//! Feature matrix construction.
//!
//! Turns the prior/posterior class rasters, the land mask and the covariate
//! layers into one sparse table of valid cells. The table keeps every valid
//! cell (the projector scores all of them) and, separately, the subset that
//! survives subsampling and focus filtering (the training pool).
use rand::rngs::StdRng;
use rand::{Rng, SeedableRng};
use serde::{Deserialize, Serialize};
use tracing::info;

use crate::config::PipelineConfig;
use crate::error::{PipelineError, Result};
use crate::grid::{ClassGrid, CovariateGrid, GridFrame, MaskGrid};
use crate::legend::{ClassId, LegendTable, RawCode};

/// Mask value marking a usable cell.
pub const MASK_USABLE: u8 = 1;

/// Name of the optional prior-class feature column.
pub const PRIOR_CLASS_FEATURE: &str = "prior_class";

#[derive(Debug, Clone, Copy, PartialEq, Eq, Serialize, Deserialize)]
#[serde(rename_all = "snake_case")]
pub enum FeatureKind {
    Numeric,
    /// Integer category codes stored as f32.
    Categorical,
}

/// A covariate raster on the canonical frame.
#[derive(Debug, Clone)]
pub struct CovariateLayer {
    pub name: String,
    pub kind: FeatureKind,
    pub grid: CovariateGrid,
}

impl CovariateLayer {
    pub fn numeric(name: impl Into<String>, grid: CovariateGrid) -> Self {
        Self { name: name.into(), kind: FeatureKind::Numeric, grid }
    }

    pub fn categorical(name: impl Into<String>, grid: CovariateGrid) -> Self {
        Self { name: name.into(), kind: FeatureKind::Categorical, grid }
    }
}

/// One retained feature column.
#[derive(Debug, Clone, PartialEq, Serialize, Deserialize)]
pub struct FeatureSpec {
    pub name: String,
    pub kind: FeatureKind,
    /// Observed range over valid cells.
    pub min: f32,
    pub max: f32,
    /// Observed category codes, ascending; empty for numeric features.
    #[serde(default, skip_serializing_if = "Vec::is_empty")]
    pub categories: Vec<i64>,
}

/// Feature ordering and ranges a model is fit on.
#[derive(Debug, Clone, Default, PartialEq, Serialize, Deserialize)]
pub struct FeatureSchema {
    pub features: Vec<FeatureSpec>,
}

impl FeatureSchema {
    pub fn len(&self) -> usize {
        self.features.len()
    }

    pub fn is_empty(&self) -> bool {
        self.features.is_empty()
    }

    pub fn names(&self) -> Vec<&str> {
        self.features.iter().map(|f| f.name.as_str()).collect()
    }
}

/// Input layers, already resampled onto one frame by the ingestion layer.
#[derive(Debug, Clone, Copy)]
pub struct FeatureInputs<'a> {
    pub prior: &'a ClassGrid,
    /// Absent when no posterior epoch is recorded (projection-only runs).
    pub posterior: Option<&'a ClassGrid>,
    pub mask: &'a MaskGrid,
    pub covariates: &'a [CovariateLayer],
}

/// Per-cell bookkeeping of a valid cell.
#[derive(Debug, Clone, Copy, PartialEq, Eq, Serialize, Deserialize)]
struct CellRecord {
    row: u32,
    col: u32,
    prior: ClassId,
    posterior: Option<ClassId>,
}

/// Borrowed view of one valid cell.
#[derive(Debug, Clone, Copy, PartialEq)]
pub struct SampleRow<'a> {
    /// Grid position; kept for reprojection, never a feature.
    pub row: usize,
    pub col: usize,
    pub prior: ClassId,
    /// None = no transition recorded.
    pub posterior: Option<ClassId>,
    pub features: &'a [f32],
}

/// The shared, read-only dataset of one run.
///
/// Serializes as-is so a later run can model or project from the stored
/// table; deserializing re-checks the shape.
#[derive(Debug, Clone, Serialize, Deserialize)]
#[serde(try_from = "StoredMatrix")]
pub struct FeatureMatrix {
    frame: GridFrame,
    schema: FeatureSchema,
    cells: Vec<CellRecord>,
    /// Row-major `cells.len() × schema.len()`.
    values: Vec<f32>,
    /// Cells kept by subsampling, before focus filtering.
    n_sampled: usize,
    /// Indices into `cells` eligible for training, ascending.
    training: Vec<usize>,
}

impl FeatureMatrix {
    pub fn frame(&self) -> &GridFrame {
        &self.frame
    }

    pub fn schema(&self) -> &FeatureSchema {
        &self.schema
    }

    pub fn n_features(&self) -> usize {
        self.schema.len()
    }

    /// Number of valid cells.
    pub fn n_valid(&self) -> usize {
        self.cells.len()
    }

    pub fn row(&self, index: usize) -> SampleRow<'_> {
        let cell = self.cells[index];
        let n = self.n_features();
        SampleRow {
            row: cell.row as usize,
            col: cell.col as usize,
            prior: cell.prior,
            posterior: cell.posterior,
            features: &self.values[index * n..(index + 1) * n],
        }
    }

    pub fn features(&self, index: usize) -> &[f32] {
        let n = self.n_features();
        &self.values[index * n..(index + 1) * n]
    }

    /// Every valid cell in frame order.
    pub fn rows(&self) -> impl Iterator<Item = SampleRow<'_>> + '_ {
        (0..self.cells.len()).map(move |i| self.row(i))
    }

    pub fn n_sampled(&self) -> usize {
        self.n_sampled
    }

    /// Indices of the training pool (after sampling and focus filtering).
    pub fn training_indices(&self) -> &[usize] {
        &self.training
    }

    pub fn training_rows(&self) -> impl Iterator<Item = SampleRow<'_>> + '_ {
        self.training.iter().map(move |&i| self.row(i))
    }
}

#[derive(Deserialize)]
struct StoredMatrix {
    frame: GridFrame,
    schema: FeatureSchema,
    cells: Vec<CellRecord>,
    values: Vec<f32>,
    n_sampled: usize,
    training: Vec<usize>,
}

impl TryFrom<StoredMatrix> for FeatureMatrix {
    type Error = PipelineError;

    fn try_from(m: StoredMatrix) -> Result<Self> {
        let bad = |detail: String| PipelineError::SchemaMismatch {
            layer: "feature matrix".into(),
            detail,
        };
        if m.values.len() != m.cells.len() * m.schema.len() {
            return Err(bad(format!(
                "{} values for {} cells x {} features",
                m.values.len(),
                m.cells.len(),
                m.schema.len()
            )));
        }
        if let Some(c) = m
            .cells
            .iter()
            .find(|c| c.row as usize >= m.frame.height || c.col as usize >= m.frame.width)
        {
            return Err(bad(format!("cell ({}, {}) lies outside the frame", c.row, c.col)));
        }
        if !m.training.windows(2).all(|w| w[0] < w[1])
            || m.training.last().is_some_and(|&i| i >= m.cells.len())
        {
            return Err(bad("training indices must be ascending and within the cell table".into()));
        }
        if m.training.is_empty() {
            return Err(PipelineError::EmptyDataset("stored matrix has no training rows".into()));
        }
        if m.n_sampled < m.training.len() {
            return Err(bad(format!(
                "{} sampled cells but {} training rows",
                m.n_sampled,
                m.training.len()
            )));
        }
        Ok(FeatureMatrix {
            frame: m.frame,
            schema: m.schema,
            cells: m.cells,
            values: m.values,
            n_sampled: m.n_sampled,
            training: m.training,
        })
    }
}

/// Builds a [`FeatureMatrix`] from aligned input layers.
#[derive(Debug, Clone)]
pub struct FeatureMatrixBuilder<'a> {
    legend: &'a LegendTable,
    sampling_factor: f64,
    seed: u64,
    focus_class: Option<ClassId>,
    include_prior_class: bool,
}

impl<'a> FeatureMatrixBuilder<'a> {
    /// No subsampling, no focus filter.
    pub fn new(legend: &'a LegendTable) -> Self {
        Self {
            legend,
            sampling_factor: 1.0,
            seed: 0,
            focus_class: None,
            include_prior_class: false,
        }
    }

    pub fn from_config(legend: &'a LegendTable, cfg: &PipelineConfig) -> Self {
        Self::new(legend)
            .with_sampling(cfg.sampling_factor, cfg.random_seed)
            .with_focus(cfg.class_scope().focus_class())
            .with_prior_class(cfg.include_prior_class)
    }

    pub fn with_sampling(mut self, factor: f64, seed: u64) -> Self {
        self.sampling_factor = factor;
        self.seed = seed;
        self
    }

    pub fn with_focus(mut self, cropland: Option<ClassId>) -> Self {
        self.focus_class = cropland;
        self
    }

    pub fn with_prior_class(mut self, include: bool) -> Self {
        self.include_prior_class = include;
        self
    }

    pub fn build(&self, inputs: FeatureInputs<'_>) -> Result<FeatureMatrix> {
        if !(self.sampling_factor > 0.0 && self.sampling_factor <= 1.0) {
            return Err(PipelineError::InvalidConfig(format!(
                "sampling_factor must be in (0, 1], got {}",
                self.sampling_factor
            )));
        }

        let frame = inputs.prior.frame.clone();
        check_layer("prior", &frame, &inputs.prior.frame, inputs.prior.data.len())?;
        if let Some(post) = inputs.posterior {
            check_layer("posterior", &frame, &post.frame, post.data.len())?;
        }
        check_layer("land_mask", &frame, &inputs.mask.frame, inputs.mask.data.len())?;
        for layer in inputs.covariates {
            check_layer(&layer.name, &frame, &layer.grid.frame, layer.grid.data.len())?;
        }

        // Legend completeness over every non-nodata class code.
        let translator = self.legend.translator(observed_codes(inputs))?;

        let n_cov = inputs.covariates.len();
        let n_features = n_cov + usize::from(self.include_prior_class);
        let mut cells = Vec::new();
        let mut values = Vec::new();

        for idx in 0..frame.len() {
            if !is_valid_cell(inputs, idx) {
                continue;
            }
            let (row, col) = frame.row_col(idx);
            let prior = translate(&translator, inputs.prior.data[idx])?;
            let posterior = match inputs.posterior {
                Some(post) => Some(translate(&translator, post.data[idx])?),
                None => None,
            };
            cells.push(CellRecord {
                row: row as u32,
                col: col as u32,
                prior,
                posterior,
            });
            values.extend(inputs.covariates.iter().map(|layer| layer.grid.data[idx]));
            if self.include_prior_class {
                values.push(f32::from(prior));
            }
        }

        if cells.is_empty() {
            return Err(PipelineError::EmptyDataset(
                "no cell is inside the land mask with data in every layer".into(),
            ));
        }

        let schema = build_schema(inputs.covariates, self.include_prior_class, &values, n_features);

        // One draw per valid cell in frame order, regardless of outcome, so a
        // smaller factor selects a subset of a larger one under the same seed.
        let mut rng = StdRng::seed_from_u64(self.seed);
        let mut training = Vec::new();
        let mut n_sampled = 0;
        for (i, cell) in cells.iter().enumerate() {
            let u: f64 = rng.gen();
            if u >= self.sampling_factor {
                continue;
            }
            n_sampled += 1;
            if let Some(c) = self.focus_class {
                if cell.prior != c && cell.posterior != Some(c) {
                    continue;
                }
            }
            training.push(i);
        }

        if training.is_empty() {
            return Err(PipelineError::EmptyDataset(format!(
                "{} valid cells but none left after sampling (factor {}) and focus filtering",
                cells.len(),
                self.sampling_factor
            )));
        }

        info!(
            valid = cells.len(),
            sampled = n_sampled,
            training = training.len(),
            features = n_features,
            "feature matrix built"
        );

        Ok(FeatureMatrix {
            frame,
            schema,
            cells,
            values,
            n_sampled,
            training,
        })
    }
}

fn check_layer(name: &str, canonical: &GridFrame, frame: &GridFrame, len: usize) -> Result<()> {
    if let Some(detail) = canonical.mismatch(frame) {
        return Err(PipelineError::SchemaMismatch {
            layer: name.to_string(),
            detail,
        });
    }
    if len != frame.len() {
        return Err(PipelineError::SchemaMismatch {
            layer: name.to_string(),
            detail: format!("{} values for a {}-cell frame", len, frame.len()),
        });
    }
    Ok(())
}

fn observed_codes(inputs: FeatureInputs<'_>) -> Vec<RawCode> {
    let mut codes = Vec::new();
    for grid in std::iter::once(inputs.prior).chain(inputs.posterior) {
        codes.extend(
            (0..grid.data.len())
                .filter(|&i| !grid.is_nodata_at(i))
                .map(|i| grid.data[i]),
        );
        codes.sort_unstable();
        codes.dedup();
    }
    codes
}

fn is_valid_cell(inputs: FeatureInputs<'_>, idx: usize) -> bool {
    if inputs.mask.is_nodata_at(idx) || inputs.mask.data[idx] != MASK_USABLE {
        return false;
    }
    if inputs.prior.is_nodata_at(idx) {
        return false;
    }
    if inputs.posterior.is_some_and(|p| p.is_nodata_at(idx)) {
        return false;
    }
    inputs.covariates.iter().all(|layer| !layer.grid.is_nodata_at(idx))
}

fn translate(translator: &crate::legend::Translator, code: RawCode) -> Result<ClassId> {
    translator
        .translate(code)
        .ok_or(PipelineError::UnmappedCode { codes: vec![code] })
}

fn build_schema(
    covariates: &[CovariateLayer],
    include_prior_class: bool,
    values: &[f32],
    n_features: usize,
) -> FeatureSchema {
    let mut specs: Vec<(String, FeatureKind)> = covariates
        .iter()
        .map(|l| (l.name.clone(), l.kind))
        .collect();
    if include_prior_class {
        specs.push((PRIOR_CLASS_FEATURE.to_string(), FeatureKind::Categorical));
    }

    let features = specs
        .into_iter()
        .enumerate()
        .map(|(j, (name, kind))| {
            let column = values.iter().skip(j).step_by(n_features.max(1));
            let (mut min, mut max) = (f32::INFINITY, f32::NEG_INFINITY);
            for &v in column.clone() {
                min = min.min(v);
                max = max.max(v);
            }
            let categories = match kind {
                FeatureKind::Categorical => {
                    let mut cats: Vec<i64> = column.map(|&v| v.round() as i64).collect();
                    cats.sort_unstable();
                    cats.dedup();
                    cats
                }
                FeatureKind::Numeric => Vec::new(),
            };
            FeatureSpec { name, kind, min, max, categories }
        })
        .collect();

    FeatureSchema { features }
}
┄┄┄┄┄┄
**EXERCISE PROMPT**
List all lines above in which the string "CellRecord" appears.

**OUTPUT OF THE TASK**
struct CellRecord {
    cells: Vec<CellRecord>,
    cells: Vec<CellRecord>,
            cells.push(CellRecord {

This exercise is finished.